Both Nazi and communist regimes made extensive use of crude propaganda. Adolf Hitler described his vision for propaganda in 1925: all effective propaganda must be confined to a few bare essentials and those must be expressed as far as possible in stereotyped formulas. These slogans should be persistently repeated until the very last individual has come to grasp the idea that has been put forward.
Gerbeev told RFE/RL, The Czechoslovaks ignored the depictions of miserable living conditions but were enthusiastic about the Soviet military equipment.
Hitler youth view a Soviet secret police cell at the exhibition in Berlin in May 1942.
After Prague, the exhibition was held in the German capital, where it was viewed by some 1.3 million people. Members of an underground anti-Nazi group reacted to the exhibition by putting stickers around Berlin declaring:
Permanent Exhibition
The NAZI PARADISE
War Hunger Lies Gestapo
How much longer?
(Excerpt) Read more at rferl.org ...
These are great! In the metro there is a plaque for soviet paradise that I saw in person but have been unable to find online. Has parents happy to send their son to war, huge vegetables, etc. All ridiculous. Some russian friends took me to see it. I keep forgetting more about it.
KV-2?
Cool pic of a captured KV-2 tank.
What a monster.
Interesting!
In the late 1990s I visited the World War II Through Russian Eyes traveling museum exhibition at San Diegos Balboa Park.
Though both Germany and the USSR started WWII with their pact to invade and carve up Poland, they soon became hated enemies and rivals towards each other once Hitler launched Operation Barbarossa.
It would be even more interesting to have both of these highly propagandistic museum displays exhibited together, at the same time, one alongside the other.
See: https://www.rferl.org/a/1089247.html
It used a 155 mm naval gun that had to be loaded in two stages: first the projectile and then the propellant. Slow rate of fire, but one hell of a wallop.
152mm, I do believe. 155mm is a Western (Brit and US) caliber.
What’s 3mm between frenemies ;)
The Soviet anti-tank mine dog program was fraught with problems. They trained them on stationary (and noiseless) diesel-powered Russian tanks, then employed them against moving gasoline-powered German tanks that made frightening noises.
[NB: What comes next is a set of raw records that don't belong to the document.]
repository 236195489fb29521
//! Repository for the `cinemas` table.

use kino_core::types::DbId;
use sqlx::PgPool;

use crate::models::cinema::{Cinema, CreateCinema, UpdateCinema};

const COLUMNS: &str = "id, name, address, contact_number, created_at, updated_at";

pub struct CinemaRepo;

impl CinemaRepo {
    pub async fn create(pool: &PgPool, input: &CreateCinema) -> Result<Cinema, sqlx::Error> {
        let query = format!(
            "INSERT INTO cinemas (name, address, contact_number)
             VALUES ($1, $2, COALESCE($3, ''))
             RETURNING {COLUMNS}"
        );
        sqlx::query_as::<_, Cinema>(&query)
            .bind(&input.name)
            .bind(&input.address)
            .bind(&input.contact_number)
            .fetch_one(pool)
            .await
    }

    pub async fn find_by_id(pool: &PgPool, id: DbId) -> Result<Option<Cinema>, sqlx::Error> {
        let query = format!("SELECT {COLUMNS} FROM cinemas WHERE id = $1");
        sqlx::query_as::<_, Cinema>(&query)
            .bind(id)
            .fetch_optional(pool)
            .await
    }

    pub async fn list(pool: &PgPool) -> Result<Vec<Cinema>, sqlx::Error> {
        let query = format!("SELECT {COLUMNS} FROM cinemas ORDER BY name, id");
        sqlx::query_as::<_, Cinema>(&query).fetch_all(pool).await
    }

    /// Cinemas with at least one session of the given film.
    pub async fn list_for_film(pool: &PgPool, film_id: DbId) -> Result<Vec<Cinema>, sqlx::Error> {
        let query = format!(
            "SELECT {COLUMNS} FROM cinemas c
             WHERE EXISTS (SELECT 1 FROM movie_sessions s WHERE s.cinema_id = c.id AND s.film_id = $1)
             ORDER BY name, id"
        );
        sqlx::query_as::<_, Cinema>(&query)
            .bind(film_id)
            .fetch_all(pool)
            .await
    }

    pub async fn update(
        pool: &PgPool,
        id: DbId,
        input: &UpdateCinema,
    ) -> Result<Option<Cinema>, sqlx::Error> {
        let query = format!(
            "UPDATE cinemas SET
                name = COALESCE($2, name),
                address = COALESCE($3, address),
                contact_number = COALESCE($4, contact_number)
             WHERE id = $1
             RETURNING {COLUMNS}"
        );
        sqlx::query_as::<_, Cinema>(&query)
            .bind(id)
            .bind(&input.name)
            .bind(&input.address)
            .bind(&input.contact_number)
            .fetch_optional(pool)
            .await
    }

    /// Delete a cinema; its halls, sessions and their bookings cascade.
    pub async fn delete(pool: &PgPool, id: DbId) -> Result<bool, sqlx::Error> {
        let result = sqlx::query("DELETE FROM cinemas WHERE id = $1")
            .bind(id)
            .execute(pool)
            .await?;
        Ok(result.rows_affected() > 0)
    }
}
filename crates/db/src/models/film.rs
//! Film, translation and cast models and DTOs.
//!
//! `vote_average` and `vote_count` are derived columns. No DTO here carries
//! them; only `FilmRepo::set_vote_aggregate` writes them.

use chrono::NaiveDate;
use kino_core::types::{DbId, Timestamp};
use serde::{Deserialize, Serialize};
use sqlx::types::Json;
use sqlx::FromRow;

/// A row from the `films` table.
#[derive(Debug, Clone, FromRow)]
pub struct Film {
    pub id: DbId,
    pub title: String,
    pub overview: String,
    pub tagline: String,
    pub release_date: NaiveDate,
    pub runtime: i32,
    pub poster_url: Option<String>,
    pub background_url: Option<String>,
    pub genres: Json<Vec<String>>,
    pub vote_average: f64,
    pub vote_count: i32,
    pub created_at: Timestamp,
    pub updated_at: Timestamp,
}

/// A film with the number of bookings made across all of its sessions.
#[derive(Debug, Clone, FromRow)]
pub struct FilmWithBookings {
    #[sqlx(flatten)]
    pub film: Film,
    pub booking_count: i64,
}

/// DTO for creating a film.
#[derive(Debug, Clone, Deserialize)]
pub struct CreateFilm {
    pub title: String,
    pub overview: Option<String>,
    pub tagline: Option<String>,
    pub release_date: NaiveDate,
    pub runtime: i32,
    pub poster_url: Option<String>,
    pub background_url: Option<String>,
    #[serde(default)]
    pub genres: Vec<String>,
    #[serde(default)]
    pub actor_ids: Vec<DbId>,
}

/// DTO for updating a film. All fields optional.
#[derive(Debug, Clone, Default, Deserialize)]
pub struct UpdateFilm {
    pub title: Option<String>,
    pub overview: Option<String>,
    pub tagline: Option<String>,
    pub release_date: Option<NaiveDate>,
    pub runtime: Option<i32>,
    pub poster_url: Option<String>,
    pub background_url: Option<String>,
    pub genres: Option<Vec<String>>,
}

/// A row from the `film_translations` table.
#[derive(Debug, Clone, FromRow, Serialize)]
pub struct FilmTranslation {
    pub id: DbId,
    pub film_id: DbId,
    pub language_code: String,
    pub title: String,
    pub overview: String,
    pub tagline: String,
}

/// DTO for creating or replacing the translation of a film in one language.
#[derive(Debug, Clone, Deserialize)]
pub struct UpsertFilmTranslation {
    pub title: String,
    pub overview: Option<String>,
    pub tagline: Option<String>,
}
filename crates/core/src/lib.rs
//! Domain logic for the cinema booking backend.
//!
//! Everything here is pure: no database, no HTTP. The `kino-db` and
//! `kino-api` crates feed data in and persist what comes out.

pub mod booking;
pub mod catalog;
pub mod error;
pub mod language;
pub mod pricing;
pub mod rating;
pub mod roles;
pub mod session;
pub mod types;
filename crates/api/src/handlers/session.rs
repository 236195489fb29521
//! Handlers for the `/sessions` resource.

use axum::extract::{Path, Query, State};
use axum::http::StatusCode;
use axum::Json;
use kino_core::booking::SeatSelection;
use kino_core::error::CoreError;
use kino_core::pricing::{parse_session_time, price_list, PriceList};
use kino_core::session::initial_available_seats;
use kino_core::types::DbId;
use kino_db::models::movie_session::{
    CreateMovieSession, MovieSession, SessionFilter, UpdateMovieSession,
};
use kino_db::repositories::{HallRepo, MovieSessionRepo};
use serde::Deserialize;

use super::booking::{booking_response, BookingResponse};
use crate::error::{AppError, AppResult};
use crate::middleware::auth::AuthUser;
use crate::middleware::rbac::RequireAdmin;
use crate::services::booking::{create_booking, BookingRequest};
use crate::state::AppState;

#[derive(Debug, Deserialize)]
pub struct PriceParams {
    /// `HH:MM` or `HH:MM:SS`. Defaults to the session's own start time.
    pub time: Option<String>,
}

/// Body of `POST /sessions/{id}/book`.
#[derive(Debug, Deserialize)]
pub struct QuickBookRequest {
    #[serde(default = "one_seat")]
    pub seats: i64,
}

fn one_seat() -> i64 {
    1
}

/// POST /api/v1/sessions
///
/// `available_seats` defaults to the hall capacity and may not exceed it.
pub async fn create(
    State(state): State<AppState>,
    RequireAdmin(_admin): RequireAdmin,
    Json(input): Json<CreateMovieSession>,
) -> AppResult<(StatusCode, Json<MovieSession>)> {
    input.prices.validate()?;

    let hall = HallRepo::find_by_id(&state.pool, input.hall_id)
        .await?
        .ok_or_else(|| AppError::not_found("Hall", input.hall_id))?;
    if hall.cinema_id != input.cinema_id {
        return Err(AppError::Core(CoreError::Validation(format!(
            "Hall {} does not belong to cinema {}",
            hall.id, input.cinema_id
        ))));
    }
    let available = initial_available_seats(input.available_seats, hall.capacity)?;

    let session = MovieSessionRepo::create(&state.pool, &input, available).await?;
    tracing::info!(
        session_id = session.id,
        film_id = session.film_id,
        hall_id = session.hall_id,
        available_seats = available,
        "Session scheduled"
    );
    Ok((StatusCode::CREATED, Json(session)))
}

/// GET /api/v1/sessions?film_id=&cinema_id=&date=
pub async fn list(
    State(state): State<AppState>,
    Query(filter): Query<SessionFilter>,
) -> AppResult<Json<Vec<MovieSession>>> {
    let sessions = MovieSessionRepo::list(&state.pool, &filter).await?;
    Ok(Json(sessions))
}

/// GET /api/v1/sessions/{id}
pub async fn get_by_id(
    State(state): State<AppState>,
    Path(id): Path<DbId>,
) -> AppResult<Json<MovieSession>> {
    let session = find_session(&state, id).await?;
    Ok(Json(session))
}

/// PUT /api/v1/sessions/{id}
pub async fn update(
    State(state): State<AppState>,
    RequireAdmin(_admin): RequireAdmin,
    Path(id): Path<DbId>,
    Json(input): Json<UpdateMovieSession>,
) -> AppResult<Json<MovieSession>> {
    input.prices.validate()?;
    let session = MovieSessionRepo::update(&state.pool, id, &input)
        .await?
        .ok_or_else(|| AppError::not_found("MovieSession", id))?;
    Ok(Json(session))
}

/// DELETE /api/v1/sessions/{id}
pub async fn delete(
    State(state): State<AppState>,
    RequireAdmin(_admin): RequireAdmin,
    Path(id): Path<DbId>,
) -> AppResult<StatusCode> {
    if MovieSessionRepo::delete(&state.pool, id).await? {
        Ok(StatusCode::NO_CONTENT)
    } else {
        Err(AppError::not_found("MovieSession", id))
    }
}

/// GET /api/v1/sessions/{id}/prices?time=HH:MM
pub async fn prices(
    State(state): State<AppState>,
    Path(id): Path<DbId>,
    Query(params): Query<PriceParams>,
) -> AppResult<Json<PriceList>> {
    let session = find_session(&state, id).await?;
    let time = match params.time.as_deref() {
        Some(raw) => parse_session_time(raw)?,
        None => session.time,
    };
    Ok(Json(price_list(&session.price_fields(), time)))
}

/// POST /api/v1/sessions/{id}/book
///
/// Confirmed booking of `seats` unnumbered adult seats.
pub async fn book(
    State(state): State<AppState>,
    user: AuthUser,
    Path(id): Path<DbId>,
    Json(input): Json<QuickBookRequest>,
) -> AppResult<(StatusCode, Json<BookingResponse>)> {
    let request = BookingRequest {
        session_id: id,
        seats: SeatSelection::Count(input.seats),
        total_price: None,
        hold: false,
    };
    let booking = create_booking(&state.pool, user.user_id, &request).await?;
    let response = booking_response(&state, booking.id).await?;
    Ok((StatusCode::CREATED, Json(response)))
}

async fn find_session(state: &AppState, id: DbId) -> AppResult<MovieSession> {
    MovieSessionRepo::find_by_id(&state.pool, id)
        .await?
        .ok_or_else(|| AppError::not_found("MovieSession", id))
}
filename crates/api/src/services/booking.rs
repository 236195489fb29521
//! Booking lifecycle: create, confirm, cancel.
//!
//! Every operation runs in one transaction together with its seat counter
//! change. If any step after the reservation fails the transaction is
//! dropped and the reservation rolls back with it.

use kino_core::booking::{settle_total, BookingStatus, CancelOutcome, SeatSelection};
use kino_core::error::CoreError;
use kino_core::pricing::price_list;
use kino_core::types::{DbId, Money};
use kino_db::models::booking::{Booking, CreateBooking};
use kino_db::repositories::{BookingRepo, MovieSessionRepo};
use kino_db::DbPool;

use super::retry::with_retry;
use super::seat_inventory;
use crate::error::{AppError, AppResult};

/// A booking request after body parsing.
#[derive(Debug, Clone)]
pub struct BookingRequest {
    pub session_id: DbId,
    pub seats: SeatSelection,
    /// Must equal the server-computed total when present.
    pub total_price: Option<Money>,
    /// Create the booking as `PENDING` instead of `CONFIRMED`.
    pub hold: bool,
}

/// Who may act on an existing booking.
#[derive(Debug, Clone, Copy)]
pub enum Actor {
    /// Only bookings owned by this user are visible.
    Owner(DbId),
    /// Any booking (administrators).
    Staff,
}

impl Actor {
    fn may_access(self, booking: &Booking) -> bool {
        match self {
            Actor::Owner(user_id) => booking.user_id == user_id,
            Actor::Staff => true,
        }
    }
}

/// Reserve seats, price them and persist the booking.
pub async fn create_booking(
    pool: &DbPool,
    user_id: DbId,
    request: &BookingRequest,
) -> AppResult<Booking> {
    with_retry("Booking", || create_once(pool, user_id, request)).await
}

async fn create_once(pool: &DbPool, user_id: DbId, request: &BookingRequest) -> AppResult<Booking> {
    let mut tx = pool.begin().await?;

    let session = MovieSessionRepo::find_by_id_in(&mut *tx, request.session_id)
        .await?
        .ok_or_else(|| AppError::not_found("MovieSession", request.session_id))?;

    let seat_count = request.seats.seat_count()?;
    seat_inventory::reserve_seats(&mut *tx, session.id, i64::from(seat_count)).await?;

    // The session row is locked from here on, so the seat map cannot change
    // under us.
    let requested = request.seats.seat_numbers();
    if !requested.is_empty() {
        let taken = BookingRepo::taken_seat_numbers(&mut *tx, session.id).await?;
        let clashes: Vec<String> = requested
            .iter()
            .filter(|n| taken.contains(n))
            .map(|n| n.to_string())
            .collect();
        if !clashes.is_empty() {
            return Err(AppError::Core(CoreError::Conflict(format!(
                "Seats already booked: {}",
                clashes.join(", ")
            ))));
        }
    }

    let prices = price_list(&session.price_fields(), session.time);
    let total_price = settle_total(&prices, &request.seats, request.total_price)?;
    let status = if request.hold {
        BookingStatus::Pending
    } else {
        BookingStatus::Confirmed
    };

    let booking = BookingRepo::create(
        &mut *tx,
        &CreateBooking {
            user_id,
            session_id: session.id,
            seats: request.seats.clone(),
            seat_count,
            status,
            total_price,
        },
    )
    .await?;

    tx.commit().await?;

    tracing::info!(
        booking_id = booking.id,
        user_id,
        session_id = session.id,
        seat_count,
        status = %status,
        total_price = %total_price,
        "Booking created"
    );
    Ok(booking)
}

/// Move a `PENDING` booking to `CONFIRMED`.
pub async fn confirm_booking(pool: &DbPool, booking_id: DbId, actor: Actor) -> AppResult<Booking> {
    with_retry("Booking confirmation", || confirm_once(pool, booking_id, actor)).await
}

async fn confirm_once(pool: &DbPool, booking_id: DbId, actor: Actor) -> AppResult<Booking> {
    let mut tx = pool.begin().await?;

    let booking = BookingRepo::lock_for_update(&mut *tx, booking_id)
        .await?
        .filter(|b| actor.may_access(b))
        .ok_or_else(|| AppError::not_found("Booking", booking_id))?;

    let next = booking.status()?.transition(BookingStatus::Confirmed)?;
    let booking = BookingRepo::update_status(&mut *tx, booking.id, next).await?;
    tx.commit().await?;

    tracing::info!(booking_id, "Booking confirmed");
    Ok(booking)
}

/// Cancel a booking and give its seats back.
///
/// Cancelling an already cancelled booking returns it unchanged and does
/// not release seats a second time.
pub async fn cancel_booking(pool: &DbPool, booking_id: DbId, actor: Actor) -> AppResult<Booking> {
    with_retry("Booking cancellation", || cancel_once(pool, booking_id, actor)).await
}

async fn cancel_once(pool: &DbPool, booking_id: DbId, actor: Actor) -> AppResult<Booking> {
    let mut tx = pool.begin().await?;

    let booking = BookingRepo::lock_for_update(&mut *tx, booking_id)
        .await?
        .filter(|b| actor.may_access(b))
        .ok_or_else(|| AppError::not_found("Booking", booking_id))?;

    let status = booking.status()?;
    if status.cancel() == CancelOutcome::AlreadyCancelled {
        tracing::debug!(booking_id, "Booking already cancelled");
        return Ok(booking);
    }

    let next = status.transition(BookingStatus::Cancelled)?;
    let cancelled = BookingRepo::update_status(&mut *tx, booking.id, next).await?;
    seat_inventory::release_seats(&mut *tx, booking.session_id, booking.seat_count).await?;
    tx.commit().await?;

    tracing::info!(
        booking_id,
        session_id = booking.session_id,
        released = booking.seat_count,
        "Booking cancelled"
    );
    Ok(cancelled)
}
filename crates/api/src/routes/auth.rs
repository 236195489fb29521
//! Route definitions for the `/auth` resource.

use axum::routing::post;
use axum::Router;

use crate::handlers::auth;
use crate::state::AppState;

/// Routes mounted at `/auth`.
///
/// ```text
/// POST /register -> register
/// POST /login    -> login
/// POST /refresh  -> refresh
/// POST /logout   -> logout (requires auth)
/// ```
pub fn router() -> Router<AppState> {
    Router::new()
        .route("/register", post(auth::register))
        .route("/login", post(auth::login))
        .route("/refresh", post(auth::refresh))
        .route("/logout", post(auth::logout))
}
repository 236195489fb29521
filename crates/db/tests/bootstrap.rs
use sqlx::PgPool;

/// Connect, migrate, and verify every table is in place.
#[sqlx::test(migrations = "../../db/migrations")]
async fn test_full_bootstrap(pool: PgPool) {
    kino_db::health_check(&pool).await.unwrap();

    let tables = [
        "users",
        "refresh_tokens",
        "actors",
        "cinemas",
        "halls",
        "films",
        "film_actors",
        "film_translations",
        "votes",
        "movie_sessions",
        "bookings",
    ];

    for table in tables {
        let count: (i64,) = sqlx::query_as(&format!("SELECT COUNT(*) FROM {table}"))
            .fetch_one(&pool)
            .await
            .unwrap_or_else(|e| panic!("{table} query failed: {e}"));
        assert_eq!(count.0, 0, "{table} should start empty");
    }
}

/// Unique constraints follow the `uq_` naming convention the API maps to 409.
#[sqlx::test(migrations = "../../db/migrations")]
async fn test_unique_constraints_are_named(pool: PgPool) {
    let names: Vec<(String,)> = sqlx::query_as(
        "SELECT conname::TEXT FROM pg_constraint
         WHERE contype = 'u' AND connamespace = 'public'::regnamespace
         ORDER BY conname",
    )
    .fetch_all(&pool)
    .await
    .unwrap();

    assert!(!names.is_empty());
    for (name,) in &names {
        assert!(name.starts_with("uq_"), "constraint {name} should start with uq_");
    }
    assert!(names.iter().any(|(n,)| n == "uq_votes_user_film"));
}

/// The seat counter cannot be driven below zero even by a direct write.
#[sqlx::test(migrations = "../../db/migrations")]
async fn test_available_seats_check_constraint(pool: PgPool) {
    let def: (String,) = sqlx::query_as(
        "SELECT pg_get_constraintdef(oid) FROM pg_constraint
         WHERE conname = 'ck_movie_sessions_available_seats'",
    )
    .fetch_one(&pool)
    .await
    .unwrap();
    assert!(def.0.contains("available_seats >= 0"), "got {}", def.0);
}
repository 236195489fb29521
//! Row models and DTOs, one module per table.

pub mod actor;
pub mod booking;
pub mod cinema;
pub mod film;
pub mod movie_session;
pub mod refresh_token;
pub mod user;
pub mod vote;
And most of the dogs couldn’t make the adjustment.
Dogs that returned with their bombs still attached were supposed to be shot by their trainers. And trainers who had had to kill their own dog showed a strong dislike for having to train its replacement.
But dogs that returned to Soviet lines without deploying their bombs or being killed by their trainers sometimes exploded in the midst of Russian troops, with predictable consequences.
The Soviets claimed the dogs had damaged some 300 German tanks but the historical record only documents a few dozen “successes.” By 1941 the Germans had figured out that it was in their best interest to shoot every dog they came across on the battlefield, which made an already shaky weapons program dramatically less effective. And they used it as an anti-Russian propaganda campaign, claiming that the Soviets were too cowardly so they were sending their dogs to do their fighting for them.
The program wasn’t active for very long, probably because the Russians feared the dogs as much or more than the Germans did.